[infinispan-dev] Suppressing state transfer via JMX
Adrian Nistor
anistor at redhat.com
Fri May 31 13:26:03 EDT 2013
A little correction in my previous email is need. When I said "Note that
if suppressRehashing==false operation excludeNodes(..) just queues ... "
I actualy meant to say suppressRehashing==true.
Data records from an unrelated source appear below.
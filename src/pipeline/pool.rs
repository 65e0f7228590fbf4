//! Source image pool normalization

use crate::io::configuration::FIXED_DIMENSIONS;
use crate::io::error::{GlitchError, Result};
use clap::ValueEnum;
use image::RgbImage;
use image::imageops::{self, FilterType};

/// Policy for normalizing pool images to uniform dimensions
#[derive(Debug, Clone, Copy, PartialEq, Eq, ValueEnum)]
pub enum ResizePolicy {
    /// Largest width and largest height across the pool, each axis independently
    Max,
    /// Smallest width and smallest height across the pool, each axis independently
    Min,
    /// Constant 800x800
    Fixed,
}

/// Ordered, read-only collection of size-normalized source images
///
/// The canonical pool is never mutated during generation; recipes that
/// replace a pool entry do so on a per-call working copy.
#[derive(Debug, Clone)]
pub struct ImagePool {
    images: Vec<RgbImage>,
    dimensions: (u32, u32),
}

impl ImagePool {
    /// Normalize `images` to uniform dimensions under `policy`
    ///
    /// Images already at the target size are kept as-is; the rest are
    /// resampled with a smooth Lanczos filter.
    ///
    /// # Errors
    ///
    /// Returns [`GlitchError::PoolTooSmall`] when `images` is empty, since no
    /// target dimensions can be derived.
    pub fn new(images: Vec<RgbImage>, policy: ResizePolicy) -> Result<Self> {
        let dimensions = target_dimensions(&images, policy)?;
        let images = images
            .into_iter()
            .map(|image| {
                if image.dimensions() == dimensions {
                    image
                } else {
                    imageops::resize(&image, dimensions.0, dimensions.1, FilterType::Lanczos3)
                }
            })
            .collect();
        Ok(Self { images, dimensions })
    }

    /// Normalized source images, in load order
    pub fn images(&self) -> &[RgbImage] {
        &self.images
    }

    /// Uniform dimensions shared by every pool image
    pub const fn dimensions(&self) -> (u32, u32) {
        self.dimensions
    }

    /// Number of images in the pool
    pub fn len(&self) -> usize {
        self.images.len()
    }

    /// Whether the pool holds no images
    pub fn is_empty(&self) -> bool {
        self.images.is_empty()
    }
}

fn target_dimensions(images: &[RgbImage], policy: ResizePolicy) -> Result<(u32, u32)> {
    if images.is_empty() {
        return Err(GlitchError::PoolTooSmall {
            required: 1,
            available: 0,
        });
    }
    let dimensions = match policy {
        ResizePolicy::Fixed => FIXED_DIMENSIONS,
        ResizePolicy::Max => images.iter().fold((0, 0), |extreme, image| {
            (
                extreme.0.max(image.width()),
                extreme.1.max(image.height()),
            )
        }),
        ResizePolicy::Min => images
            .iter()
            .fold((u32::MAX, u32::MAX), |extreme, image| {
                (
                    extreme.0.min(image.width()),
                    extreme.1.min(image.height()),
                )
            }),
    };
    Ok(dimensions)
}
//! Scroll-wheel input adapter.
//!
//! Turns raw wheel deltas into [`Intent::Advance`] so the feed never reacts
//! to input events directly. Only a downward scroll past the threshold, in
//! browse mode, advances.

use serde::{Deserialize, Serialize};
use tracing::trace;

use crate::feed::ViewMode;
use crate::intent::Intent;

/// Default wheel delta a scroll must exceed to advance.
pub const DEFAULT_SCROLL_THRESHOLD: f64 = 0.0;

/// Wheel input settings.
#[derive(Debug, Clone, Copy, Serialize, Deserialize, PartialEq)]
pub struct ScrollConfig {
    /// A wheel event advances only when its vertical delta is above this.
    #[serde(default = "default_threshold")]
    pub threshold: f64,
}

const fn default_threshold() -> f64 {
    DEFAULT_SCROLL_THRESHOLD
}

impl Default for ScrollConfig {
    fn default() -> Self {
        Self {
            threshold: DEFAULT_SCROLL_THRESHOLD,
        }
    }
}

/// Maps wheel events to feed intents.
#[derive(Debug, Clone, Copy, Default)]
pub struct ScrollInput {
    config: ScrollConfig,
}

impl ScrollInput {
    /// Create an adapter with the given settings.
    #[must_use]
    pub const fn new(config: ScrollConfig) -> Self {
        Self { config }
    }

    /// Intent for a wheel event with vertical delta `delta_y` (positive is
    /// down), given the panel currently shown.
    pub fn intent_for(&self, delta_y: f64, mode: ViewMode) -> Option<Intent> {
        if mode != ViewMode::Browse || delta_y <= self.config.threshold {
            trace!(delta_y, mode = %mode, "Wheel event ignored");
            return None;
        }
        Some(Intent::Advance)
    }

    /// Current settings.
    #[must_use]
    pub const fn config(&self) -> ScrollConfig {
        self.config
    }
}
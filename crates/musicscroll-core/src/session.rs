//! Feed session: one-way data flow between the host surfaces and the state.
//!
//! A [`FeedSession`] holds the only mutable [`FeedState`]. Input adapters
//! dispatch intents into it; after each state change the renderer gets a
//! snapshot, and when the displayed track changes the playback surface is
//! asked to play it.

use tracing::{debug, info, instrument};

use crate::config::FeedConfig;
use crate::feed::{FeedSnapshot, FeedState};
use crate::input::ScrollInput;
use crate::intent::{Applied, Intent};
use crate::surface::{FileIngestionSurface, FileKind, MediaPlaybackSurface, ViewRenderer};
use crate::track::{MediaRef, Track, TrackId};

/// Drives a [`FeedState`] on behalf of the host.
pub struct FeedSession<P, F, R> {
    state: FeedState,
    scroll: ScrollInput,
    emoji_palette: Vec<String>,
    playback: P,
    picker: F,
    renderer: R,
    playing: Option<(TrackId, MediaRef)>,
}

impl<P, F, R> FeedSession<P, F, R>
where
    P: MediaPlaybackSurface,
    F: FileIngestionSurface,
    R: ViewRenderer,
{
    /// Create a session from configuration and the host surfaces.
    pub fn new(config: &FeedConfig, playback: P, picker: F, renderer: R) -> Self {
        Self {
            state: FeedState::from_config(config),
            scroll: ScrollInput::new(config.scroll),
            emoji_palette: config.emoji_palette.clone(),
            playback,
            picker,
            renderer,
            playing: None,
        }
    }

    /// Render the initial state and start the first track.
    pub fn start(&mut self) {
        info!(
            tracks = self.state.tracks().len(),
            theme = %self.state.theme(),
            "Feed session started"
        );
        self.publish();
    }

    /// Apply an intent, then render and update playback.
    ///
    /// Intents that change nothing (advancing an empty playlist) are not
    /// rendered.
    #[instrument(skip(self), level = "debug")]
    pub fn dispatch(&mut self, intent: Intent) -> Applied {
        let applied = self.state.apply(intent);
        if applied != Applied::Unchanged {
            self.publish();
        }
        applied
    }

    /// Handle a wheel event. Returns what the resulting intent did, if any.
    pub fn wheel(&mut self, delta_y: f64) -> Option<Applied> {
        let intent = self.scroll.intent_for(delta_y, self.state.view_mode())?;
        Some(self.dispatch(intent))
    }

    /// Ask the host for an audio file and add it to the feed.
    ///
    /// A cancelled pick changes nothing and returns `None`.
    pub fn request_upload(&mut self) -> Option<Track> {
        let Some(file) = self.picker.pick_file(FileKind::Audio) else {
            debug!("Upload pick cancelled");
            return None;
        };

        match self.dispatch(Intent::UploadCompleted {
            display_name: file.display_name,
            media: file.media,
        }) {
            Applied::Uploaded(track) => Some(track),
            _ => None,
        }
    }

    /// Ask the host for an image and use it as the profile picture.
    ///
    /// Returns whether a picture was set.
    pub fn request_profile_image(&mut self) -> bool {
        let Some(file) = self.picker.pick_file(FileKind::Image) else {
            debug!("Profile image pick cancelled");
            return false;
        };
        self.dispatch(Intent::ProfileImageSelected(file.media));
        true
    }

    /// Post one of the palette's emoji by index. Out-of-range is ignored.
    pub fn post_palette_emoji(&mut self, index: usize) -> bool {
        let Some(emoji) = self.emoji_palette.get(index).cloned() else {
            return false;
        };
        self.dispatch(Intent::PostChat(emoji));
        true
    }

    /// Emoji offered by the chat panel.
    pub fn emoji_palette(&self) -> &[String] {
        &self.emoji_palette
    }

    /// Read-only access to the state.
    pub const fn state(&self) -> &FeedState {
        &self.state
    }

    /// Current snapshot.
    pub fn snapshot(&self) -> FeedSnapshot {
        self.state.snapshot()
    }

    fn publish(&mut self) {
        self.renderer.render(&self.state.snapshot());

        let current = self
            .state
            .current_track()
            .map(|track| (track.id, track.media.clone()));
        if current != self.playing {
            if let Some((track_id, media)) = &current {
                debug!(track_id, media = %media, "Playing");
                self.playback.play(media);
            }
            self.playing = current;
        }
    }
}
//! Tracks and the opaque media handles that back them.

use std::fmt;
use std::sync::LazyLock;

use regex::Regex;
use serde::{Deserialize, Serialize};

/// Unique identifier for a track. Ids start at 1.
pub type TrackId = u64;

/// Artist shown for every track added through an upload.
pub const UPLOADED_ARTIST: &str = "Uploaded";

/// Matches the last extension of a file name (`.mp3` in `song.mp3`).
static EXTENSION_RE: LazyLock<Option<Regex>> = LazyLock::new(|| Regex::new(r"\.[^/.]+$").ok());

/// Opaque reference to playable or displayable content.
///
/// Created by whatever ingests files (an object URL, a path, a blob key).
/// The feed only stores it and hands it back to the playback surface.
#[derive(Debug, Clone, PartialEq, Eq, Hash, Serialize, Deserialize)]
#[serde(transparent)]
pub struct MediaRef(String);

impl MediaRef {
    /// Wrap a handle produced by an ingestion surface.
    pub fn new(handle: impl Into<String>) -> Self {
        Self(handle.into())
    }

    /// The raw handle, for the surface that created it.
    #[must_use]
    pub fn as_str(&self) -> &str {
        &self.0
    }
}

impl fmt::Display for MediaRef {
    fn fmt(&self, f: &mut fmt::Formatter<'_>) -> fmt::Result {
        f.write_str(&self.0)
    }
}

impl From<&str> for MediaRef {
    fn from(handle: &str) -> Self {
        Self::new(handle)
    }
}

/// A single entry in the feed.
#[derive(Debug, Clone, PartialEq, Eq, Serialize, Deserialize)]
pub struct Track {
    /// Registry id.
    pub id: TrackId,
    /// Display title.
    pub title: String,
    /// Display artist.
    pub artist: String,
    /// Handle passed to the playback surface.
    pub media: MediaRef,
    /// Number of times the track became current by scrolling in browse mode.
    pub listen_count: u64,
}

impl Track {
    /// Create a track with no listens.
    pub fn new(
        id: TrackId,
        title: impl Into<String>,
        artist: impl Into<String>,
        media: MediaRef,
    ) -> Self {
        Self {
            id,
            title: title.into(),
            artist: artist.into(),
            media,
            listen_count: 0,
        }
    }

    /// Build the track for a freshly uploaded file.
    pub fn uploaded(id: TrackId, display_name: &str, media: MediaRef) -> Self {
        Self::new(id, title_from_file_name(display_name), UPLOADED_ARTIST, media)
    }

    /// Whether this track came from an upload.
    #[must_use]
    pub fn is_uploaded(&self) -> bool {
        self.artist == UPLOADED_ARTIST
    }
}

/// Strip the final extension from a file name.
///
/// Only the last `.suffix` goes, and only when it contains no `/`:
/// `"song.mp3"` becomes `"song"`, `"live.set.flac"` becomes `"live.set"`,
/// `"README"` is unchanged.
#[must_use]
pub fn title_from_file_name(file_name: &str) -> String {
    match EXTENSION_RE.as_ref() {
        Some(re) => re.replace(file_name, "").into_owned(),
        None => file_name.to_string(),
    }
}
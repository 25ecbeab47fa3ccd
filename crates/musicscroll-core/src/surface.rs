//! Capability traits for everything the feed does not do itself.
//!
//! Playback, file picking and rendering belong to the host. The feed reaches
//! them only through these traits, which allows for mocking in tests.

use serde::{Deserialize, Serialize};

use crate::feed::FeedSnapshot;
use crate::track::MediaRef;

/// Kind of file a picker should offer.
#[derive(Debug, Clone, Copy, Serialize, Deserialize, PartialEq, Eq)]
#[serde(rename_all = "lowercase")]
pub enum FileKind {
    /// Audio files, for uploads.
    Audio,
    /// Images, for the profile picture.
    Image,
}

impl FileKind {
    /// MIME filter a browser-style picker would use.
    #[must_use]
    pub const fn accept_filter(self) -> &'static str {
        match self {
            Self::Audio => "audio/*",
            Self::Image => "image/*",
        }
    }
}

/// A file the user picked, already turned into a media handle.
#[derive(Debug, Clone, PartialEq, Eq)]
pub struct PickedFile {
    /// File name as the user saw it, extension included.
    pub display_name: String,
    /// Handle for the picked content.
    pub media: MediaRef,
}

impl PickedFile {
    /// Create a picked file.
    pub fn new(display_name: impl Into<String>, media: MediaRef) -> Self {
        Self {
            display_name: display_name.into(),
            media,
        }
    }
}

/// Plays audio. Fire-and-forget: the feed does not track position or end.
#[cfg_attr(test, mockall::automock)]
pub trait MediaPlaybackSurface {
    /// Start playing the given media.
    fn play(&mut self, media: &MediaRef);
}

/// Lets the user choose a file.
#[cfg_attr(test, mockall::automock)]
pub trait FileIngestionSurface {
    /// Ask for a file of the given kind. `None` means the user cancelled.
    fn pick_file(&mut self, kind: FileKind) -> Option<PickedFile>;
}

/// Draws the feed. Receives a fresh snapshot after every change.
#[cfg_attr(test, mockall::automock)]
pub trait ViewRenderer {
    /// Render the snapshot.
    fn render(&mut self, snapshot: &FeedSnapshot);
}
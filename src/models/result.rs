use serde::{Deserialize, Serialize};

#[derive(Debug, Clone, Copy, PartialEq, Eq, Hash, Serialize, Deserialize)]
#[serde(rename_all = "camelCase")]
pub enum Schedule {
    Day,
    Night,
}

#[derive(Debug, Clone, Copy, PartialEq, Eq, Hash, Serialize, Deserialize)]
#[serde(rename_all = "camelCase")]
pub enum ResultType {
    Emission,
    Ambient,
    Immission,
    Sonometry,
}

impl ResultType {
    pub fn as_str(&self) -> &'static str {
        match self {
            ResultType::Emission => "emission",
            ResultType::Ambient => "ambient",
            ResultType::Immission => "immission",
            ResultType::Sonometry => "sonometry",
        }
    }
}

#[derive(Debug, Clone, Default, PartialEq, Serialize, Deserialize)]
#[serde(rename_all = "camelCase", default)]
pub struct EmissionData {
    pub laeq_source: Option<f64>,
    pub laeq_residual: Option<f64>,
    pub duration_minutes: Option<u32>,
    pub source_description: String,
}

#[derive(Debug, Clone, Default, PartialEq, Serialize, Deserialize)]
#[serde(rename_all = "camelCase", default)]
pub struct AmbientData {
    pub laeq: Option<f64>,
    pub l10: Option<f64>,
    pub l90: Option<f64>,
    pub duration_minutes: Option<u32>,
}

#[derive(Debug, Clone, Default, PartialEq, Serialize, Deserialize)]
#[serde(rename_all = "camelCase", default)]
pub struct ImmissionData {
    pub laeq_total: Option<f64>,
    pub laeq_residual: Option<f64>,
    pub tonal_correction: Option<f64>,
    pub impulsive_correction: Option<f64>,
}

#[derive(Debug, Clone, Default, PartialEq, Serialize, Deserialize)]
#[serde(rename_all = "camelCase", default)]
pub struct SonometryData {
    pub readings: Vec<f64>,
    pub interval_seconds: Option<u32>,
}

/// Exactly one payload per result; the variant doubles as the result type.
#[derive(Debug, Clone, PartialEq, Serialize, Deserialize)]
#[serde(tag = "type", content = "data", rename_all = "camelCase")]
pub enum ResultPayload {
    Emission(EmissionData),
    Ambient(AmbientData),
    Immission(ImmissionData),
    Sonometry(SonometryData),
}

impl ResultPayload {
    pub fn result_type(&self) -> ResultType {
        match self {
            ResultPayload::Emission(_) => ResultType::Emission,
            ResultPayload::Ambient(_) => ResultType::Ambient,
            ResultPayload::Immission(_) => ResultType::Immission,
            ResultPayload::Sonometry(_) => ResultType::Sonometry,
        }
    }
}

/// Identity of a result within a document.
#[derive(Debug, Clone, PartialEq, Eq, Hash, Serialize, Deserialize)]
#[serde(rename_all = "camelCase")]
pub struct ResultKey {
    pub point_id: String,
    pub schedule: Schedule,
    pub result_type: ResultType,
}

#[derive(Debug, Clone, PartialEq, Serialize, Deserialize)]
#[serde(rename_all = "camelCase")]
pub struct MeasurementResult {
    pub point_id: String,
    pub schedule: Schedule,
    pub payload: ResultPayload,
}

impl MeasurementResult {
    pub fn key(&self) -> ResultKey {
        ResultKey {
            point_id: self.point_id.clone(),
            schedule: self.schedule,
            result_type: self.payload.result_type(),
        }
    }

    pub fn matches(&self, key: &ResultKey) -> bool {
        self.point_id == key.point_id
            && self.schedule == key.schedule
            && self.payload.result_type() == key.result_type
    }
}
On 05/31/2013 07:40 PM, Adrian Nistor wrote:
> Yes, ISPN-1394 has a broader scope but the proposed solution for
> ISPN-3140 solves quite a lot of ISPN-1394 and it's not complex. We
> might not even need ISPN-1394 soon unless somebody really wants to
> control data ownership down to segment granularity. If we only want to
> batch joins/leaves and manually kick out nodes with or without loosing
> their data then this proposal should be enough. This solution should
> not prevent implementation of ISPN-1394 in future and will not need to
> be removed/undone.
>
> Here are the details:
>
> 1. /Add a JMX writable attribute (or operation?) to
> ClusterTopologyManager (name it suppressRehashing?) that is false by
> default but should also be configurable via API or xml. While this
> attribute is true the ClusterTopologyManager queues all
> join/leave/exclude(see below) requests and does not execute them on
> the spot as it would normally happen. The value of this attribute is
> ignored on all nodes but the coordinator. When it is set back to false
> all queued operations (except the ones that cancel eachother out) are
> executed. The setter should be synchronous so when setting is back to
> false it does not return until the queue is empty and all rehashing
> was processed. /
>
> 2. /We add a JMX operation excludeNodes(list of addresses) to
> ClusterTopologyManager. Calling this method on any node but the
> coordinator is no-op. This operation removes the node from the
> topology (almost as if it left) and forces a rebalance./ The node is
> still present in the current CH but not in the pending CH. It's
> basically disowned by all its data which is now being transferred to
> other (not excluded) nodes. At the end of the rebalance the node is
> removed from topology for good and can be shut down without loosing
> data. Note that if suppressRehashing==false operation excludeNodes(..)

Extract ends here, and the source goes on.